Psst! Want A Piece Of A Hot Cuban Deal?

The phone company's Mexican part-owner needs cash-fast

The few households in Cuba with phones have become settings for a new family ritual: gatherings to chat with relatives in the U.S., who pay in dollars for the calls. Such long-distance talkfests are one result of the 1992 Cuban Democracy Act, which tightened the U.S. embargo against the island but authorized American carriers to upgrade U.S.-Cuba phone links. The aim: to open Fidel Castro's closed society by expanding people-to-people contacts.

A startling side effect, though, has been to convert Cuba's dilapidated phone company, Etecsa, into a potential bonanza, both for Castro and for Mexican conglomerate Grupo Domos. In 1994, in a $750 million deal and Castro's biggest privatization to date, Domos CEO Javier Garza Calderon bought 49% of Etecsa, including management control. Garza expected the phone company to earn a modest $34 million profit in 1995. Instead, it will make $120 million because of its 50% share of soaring dollar revenues from calls across the Florida Straits.

Trouble is, Garza now has serious problems at home that threaten to break his grip on this rich lode. Besides still owing $300 million to Cuba for the Etecsa purchase, Garza is also committed to upgrading its local phone system. But Mexico's peso devaluation has made it tough for his privately held Monterrey-based company, which has interests from tourism to waste management, to meet dollar commitments. Garza is now 10 months overdue on a $196 million installment to Cuba.

To avoid losing his prize, Garza has started selling off some of his Etecsa stake. Last April, he sold a 25% share in Citel, the Domos subsidiary that holds the Cuban stake, for $281 million to Italian phone giant STET. Now Garza is trying to peddle an additional 24% of Citel to other telecom companies, suppliers, or investors in Europe and Asia. STET has the right to preempt other prospective buyers but would do so only if the price is "extremely interesting," says STET International CEO Massimo Masini. He warns that any new partner would have to be a financial investor without an operating role. That could dampen the interest of other telecom companies.

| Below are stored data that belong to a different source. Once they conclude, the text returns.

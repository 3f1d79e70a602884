use crate::areas::repository::Repository;
use crate::areas::workspace::Workspace;
use crate::artifacts::objects::object::Object;

impl Repository {
    pub async fn add(&mut self, file: &str) -> anyhow::Result<()> {
        self.ensure_initialized()?;

        let path = Workspace::tracked_path(file)?;
        let blob = self.workspace().parse_blob(&path)?;
        let blob_id = blob.object_id()?;
        let (_, head_commit) = self.head_commit()?;

        let index = self.index();
        let mut index = index.lock().await;
        index.rehydrate()?;

        // content HEAD already tracks is in the store
        if head_commit.tree().get(&path) != Some(&blob_id) {
            self.database().store(&blob)?;
        }
        index.add(path, blob_id, head_commit.tree());

        index.write_updates()
    }
}
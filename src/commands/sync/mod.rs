//! Commands exchanging history with other repositories
//!
//! - `remote`: register and forget remotes
//! - `push`: copy the current branch to a remote branch
//! - `fetch`: copy a remote branch into a remote-tracking branch
//! - `pull`: fetch, then merge the remote-tracking branch

pub mod fetch;
pub mod pull;
pub mod push;
pub mod remote;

LOW WAGES. So far, the Cuban government has kept silent on Garza's missed payment, insisting that the venture is successful. A collapse could stir doubts about Cuba among other foreign investors Castro is trying to woo to sidestep the embargo. On the bright side, U.S.-Cuba phone traffic over the new long-distance circuits installed by AT&T, Sprint, MCI, and Worldcom have swollen Etecsa's long-distance volume from 400 calls per day when Garza took over to some 50,000 daily, he claims. The revenue-generating potential of the new circuits has also added about $300 million to Etecsa's value, a senior U.S. official estimates.

But Garza concedes that Domos and STET have spent little so far to upgrade Cuba's rickety domestic phone system, beyond installing three new exchanges and importing Mitsubishi utility vehicles to raise the productivity of Etecsa crews. The low outlays are one reason why profits are so fat. Another is that Etecsa gets most of its revenue from international calls paid in dollars, but it pays its 14,500 employees in cheap Cuban pesos, plus allotments of food and clothing. The average Etecsa worker's monthly cash salary of 330 pesos amounts to just $13.20 at the current free-market exchange rate.

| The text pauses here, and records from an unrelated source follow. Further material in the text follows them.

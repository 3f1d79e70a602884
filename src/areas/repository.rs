use crate::areas::database::Database;
use crate::areas::index::Index;
use crate::areas::refs::Refs;
use crate::areas::remotes::Remotes;
use crate::areas::workspace::{METADATA_DIR, Workspace};
use crate::artifacts::core::TwigError;
use crate::artifacts::objects::commit::Commit;
use crate::artifacts::objects::object_id::ObjectId;
use crate::artifacts::status::status_info::Status;
use std::cell::{RefCell, RefMut};
use std::path::Path;
use std::sync::Arc;
use tokio::sync::Mutex;

/// Handle on one repository, rooted at its working tree
///
/// Every area derives its location from `path`, so several repositories can
/// be opened side by side in one process.
pub struct Repository {
    path: Box<Path>,
    writer: RefCell<Box<dyn std::io::Write>>,
    index: Arc<Mutex<Index>>,
    database: Database,
    workspace: Workspace,
    refs: Refs,
    remotes: Remotes,
}

impl Repository {
    pub fn new(path: &str, writer: Box<dyn std::io::Write>) -> anyhow::Result<Self> {
        let path = Path::new(path);
        if !path.exists() {
            std::fs::create_dir_all(path)?;
        }
        let path = path.canonicalize()?;
        let twig_path = path.join(METADATA_DIR);

        let index = Index::new(twig_path.join("index").into_boxed_path());
        let database = Database::new(twig_path.join("objects").into_boxed_path());
        let workspace = Workspace::new(path.clone().into_boxed_path());
        let refs = Refs::new(twig_path.clone().into_boxed_path());
        let remotes = Remotes::new(twig_path.join("remotes").into_boxed_path());

        Ok(Repository {
            path: path.into_boxed_path(),
            writer: RefCell::new(writer),
            index: Arc::new(Mutex::new(index)),
            database,
            workspace,
            refs,
            remotes,
        })
    }

    pub fn path(&self) -> &Path {
        &self.path
    }

    pub fn twig_path(&self) -> Box<Path> {
        self.path.join(METADATA_DIR).into_boxed_path()
    }

    pub fn is_initialized(&self) -> bool {
        self.twig_path().is_dir()
    }

    pub fn ensure_initialized(&self) -> anyhow::Result<()> {
        if self.is_initialized() {
            Ok(())
        } else {
            Err(TwigError::NotInitialized.into())
        }
    }

    pub fn writer(&'_ self) -> RefMut<'_, Box<dyn std::io::Write>> {
        self.writer.borrow_mut()
    }

    pub fn index(&self) -> Arc<Mutex<Index>> {
        self.index.clone()
    }

    pub fn database(&self) -> &Database {
        &self.database
    }

    pub fn workspace(&self) -> &Workspace {
        &self.workspace
    }

    pub fn refs(&self) -> &Refs {
        &self.refs
    }

    pub fn remotes(&self) -> &Remotes {
        &self.remotes
    }

    /// Tip of the current branch, with its commit
    pub fn head_commit(&self) -> anyhow::Result<(ObjectId, Commit)> {
        let head_oid = self.refs.read_head()?;
        let commit = self.database.load_commit(&head_oid)?;

        Ok((head_oid, commit))
    }

    pub fn status_report(&'_ self) -> Status<'_> {
        Status::new(self)
    }
}
use crate::areas::repository::Repository;

impl Repository {
    pub async fn status(&mut self) -> anyhow::Result<()> {
        self.ensure_initialized()?;

        let index = self.index();
        let mut index = index.lock().await;
        index.rehydrate()?;

        let status_info = self.status_report().initialize(&index)?;
        let mut writer = self.writer();
        status_info.write_to(writer.as_mut())
    }
}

Domos and STET will have to start spending more to fulfill terms of the 1994 agreement. It calls for adding more domestic lines, now estimated at around 300,000, to raise the island's phone installation from 3 per 100 residents to 10 within seven years. That compares with the Latin American average of 7 per 100. To meet commitments and payments, Garza says that he could raise capital if necessary by allowing outsiders to buy into Grupo Domos.

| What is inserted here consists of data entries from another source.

//! Object transfer between two stores
//!
//! A transfer copies a list of commits, computed on whichever side knows the
//! history, together with every blob their trees reference. Blobs are copied
//! before commits so a commit present at the destination always has its
//! content. Objects already present at the destination are skipped.

use crate::artifacts::objects::commit::Commit;
use crate::artifacts::objects::object_id::ObjectId;
use crate::artifacts::objects::object_type::ObjectType;
use crate::artifacts::sync::object_store::ObjectStore;
use std::collections::BTreeSet;

/// Number of objects a transfer actually wrote
#[derive(Debug, Clone, Copy, Default, PartialEq, Eq)]
pub struct TransferStats {
    pub commits: usize,
    pub blobs: usize,
}

impl std::fmt::Display for TransferStats {
    fn fmt(&self, f: &mut std::fmt::Formatter<'_>) -> std::fmt::Result {
        write!(f, "{} commit(s), {} blob(s)", self.commits, self.blobs)
    }
}

pub struct Transfer<'s, Source, Destination>
where
    Source: ObjectStore + ?Sized,
    Destination: ObjectStore + ?Sized,
{
    source: &'s Source,
    destination: &'s Destination,
}

impl<'s, Source, Destination> Transfer<'s, Source, Destination>
where
    Source: ObjectStore + ?Sized,
    Destination: ObjectStore + ?Sized,
{
    pub fn new(source: &'s Source, destination: &'s Destination) -> Self {
        Self {
            source,
            destination,
        }
    }

    /// Copy `commits` and the blobs they reference
    pub fn copy_commits(&self, commits: &[ObjectId]) -> anyhow::Result<TransferStats> {
        let mut stats = TransferStats::default();

        let missing_commits = commits
            .iter()
            .filter(|oid| !self.destination.contains(ObjectType::Commit, oid))
            .map(|oid| Ok((oid.clone(), self.source.read_commit(oid)?)))
            .collect::<anyhow::Result<Vec<(ObjectId, Commit)>>>()?;

        let blobs = missing_commits
            .iter()
            .flat_map(|(_, commit)| commit.tree().blobs().cloned())
            .collect::<BTreeSet<_>>();

        for blob in &blobs {
            if self.copy_object(ObjectType::Blob, blob)? {
                stats.blobs += 1;
            }
        }

        for (oid, _) in &missing_commits {
            if self.copy_object(ObjectType::Commit, oid)? {
                stats.commits += 1;
            }
        }

        Ok(stats)
    }

    fn copy_object(&self, object_type: ObjectType, object_id: &ObjectId) -> anyhow::Result<bool> {
        if self.destination.contains(object_type, object_id) {
            return Ok(false);
        }

        debug_sync_log!("transfer: copying {} {}", object_type, object_id.to_short_oid());
        let content = self.source.read_raw(object_type, object_id)?;
        self.destination.write_raw(object_type, object_id, content)
    }
}

#[cfg(test)]
mod tests {
    use super::*;
    use crate::areas::database::Database;
    use crate::artifacts::log::ancestry::Ancestry;
    use crate::artifacts::objects::blob::Blob;
    use crate::artifacts::objects::commit::Parents;
    use crate::artifacts::objects::tree::Tree;
    use assert_fs::TempDir;
    use bytes::Bytes;
    use std::path::PathBuf;

    fn database(dir: &TempDir, name: &str) -> Database {
        let database = Database::new(dir.path().join(name).into_boxed_path());
        database.init().unwrap();
        database
    }

    fn commit_with(
        database: &Database,
        parent: ObjectId,
        files: &[(&str, &'static str)],
        message: &str,
    ) -> ObjectId {
        let tree = files
            .iter()
            .map(|(path, content)| {
                let oid = database
                    .store(&Blob::new(Bytes::from_static(content.as_bytes())))
                    .unwrap();
                (PathBuf::from(path), oid)
            })
            .collect::<Tree>();

        database
            .store(&Commit::new(
                Parents::Normal(parent),
                Commit::root().timestamp(),
                tree,
                message.to_string(),
            ))
            .unwrap()
    }

    #[test]
    fn copies_history_with_its_blobs_once() {
        let dir = TempDir::new().unwrap();
        let source = database(&dir, "source");
        let destination = database(&dir, "destination");

        let root = source.store(&Commit::root()).unwrap();
        let first = commit_with(&source, root, &[("a", "a"), ("b", "b")], "first");
        let second = commit_with(&source, first, &[("a", "a"), ("b", "b2")], "second");

        let ancestry = Ancestry::new(|oid: &ObjectId| source.load_slim_commit(oid));
        let history = ancestry.between(&second, None).unwrap();
        let transfer = Transfer::new(&source, &destination);

        let stats = transfer.copy_commits(&history).unwrap();
        assert_eq!(stats, TransferStats { commits: 3, blobs: 3 });
        assert_eq!(destination.load_commit(&second).unwrap(), source.load_commit(&second).unwrap());

        let again = transfer.copy_commits(&history).unwrap();
        assert_eq!(again, TransferStats::default());
    }

    #[test]
    fn skips_commits_the_destination_already_has() {
        let dir = TempDir::new().unwrap();
        let source = database(&dir, "source");
        let destination = database(&dir, "destination");

        let root = source.store(&Commit::root()).unwrap();
        destination.store(&Commit::root()).unwrap();
        let tip = commit_with(&source, root.clone(), &[("f", "x")], "tip");

        let stats = Transfer::new(&source, &destination)
            .copy_commits(&[tip.clone(), root])
            .unwrap();

        assert_eq!(stats, TransferStats { commits: 1, blobs: 1 });
        assert!(destination.contains(ObjectType::Commit, &tip));
    }
}
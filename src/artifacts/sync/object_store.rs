use crate::areas::database::Database;
use crate::artifacts::objects::commit::Commit;
use crate::artifacts::objects::object_id::ObjectId;
use crate::artifacts::objects::object_type::ObjectType;
use bytes::Bytes;

/// Object access needed to replicate history between repositories
///
/// The local [`Database`] implements it; any other transport that can read
/// and write objects by hash can stand in for a remote.
pub trait ObjectStore {
    fn contains(&self, object_type: ObjectType, object_id: &ObjectId) -> bool;

    fn read_commit(&self, object_id: &ObjectId) -> anyhow::Result<Commit>;

    /// Serialized bytes of an object, as accepted by [`ObjectStore::write_raw`]
    fn read_raw(&self, object_type: ObjectType, object_id: &ObjectId) -> anyhow::Result<Bytes>;

    /// Store serialized bytes under `object_id`; a no-op returning `false`
    /// when the object is already present
    fn write_raw(
        &self,
        object_type: ObjectType,
        object_id: &ObjectId,
        content: Bytes,
    ) -> anyhow::Result<bool>;
}

impl ObjectStore for Database {
    fn contains(&self, object_type: ObjectType, object_id: &ObjectId) -> bool {
        self.exists(object_type, object_id)
    }

    fn read_commit(&self, object_id: &ObjectId) -> anyhow::Result<Commit> {
        self.load_commit(object_id)
    }

    fn read_raw(&self, object_type: ObjectType, object_id: &ObjectId) -> anyhow::Result<Bytes> {
        self.load_raw(object_type, object_id)
    }

    fn write_raw(
        &self,
        object_type: ObjectType,
        object_id: &ObjectId,
        content: Bytes,
    ) -> anyhow::Result<bool> {
        self.store_raw(object_type, object_id, content)
    }
}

For the U.S., a breakdown in the phone venture could also set back efforts to loosen Castro's grip by promoting still more "people-to-people" contacts. Soon, Cuba plans to shift computer networks in ministries and institutions such as the University of Havana, which have been tied to the Internet through Canada, to hookups directly through the U.S. But broader links across the island among users of computers, modems, and faxes won't happen until the domestic phone system improves. Allowing a U.S. company to buy the stake Garza is peddling, a prospect he says he would welcome, would help achieve that. It's a possibility that has been discussed within the Clinton Administration, but any decision is probably months away. So Garza's urgent call for new investors is getting a busy signal from the U.S.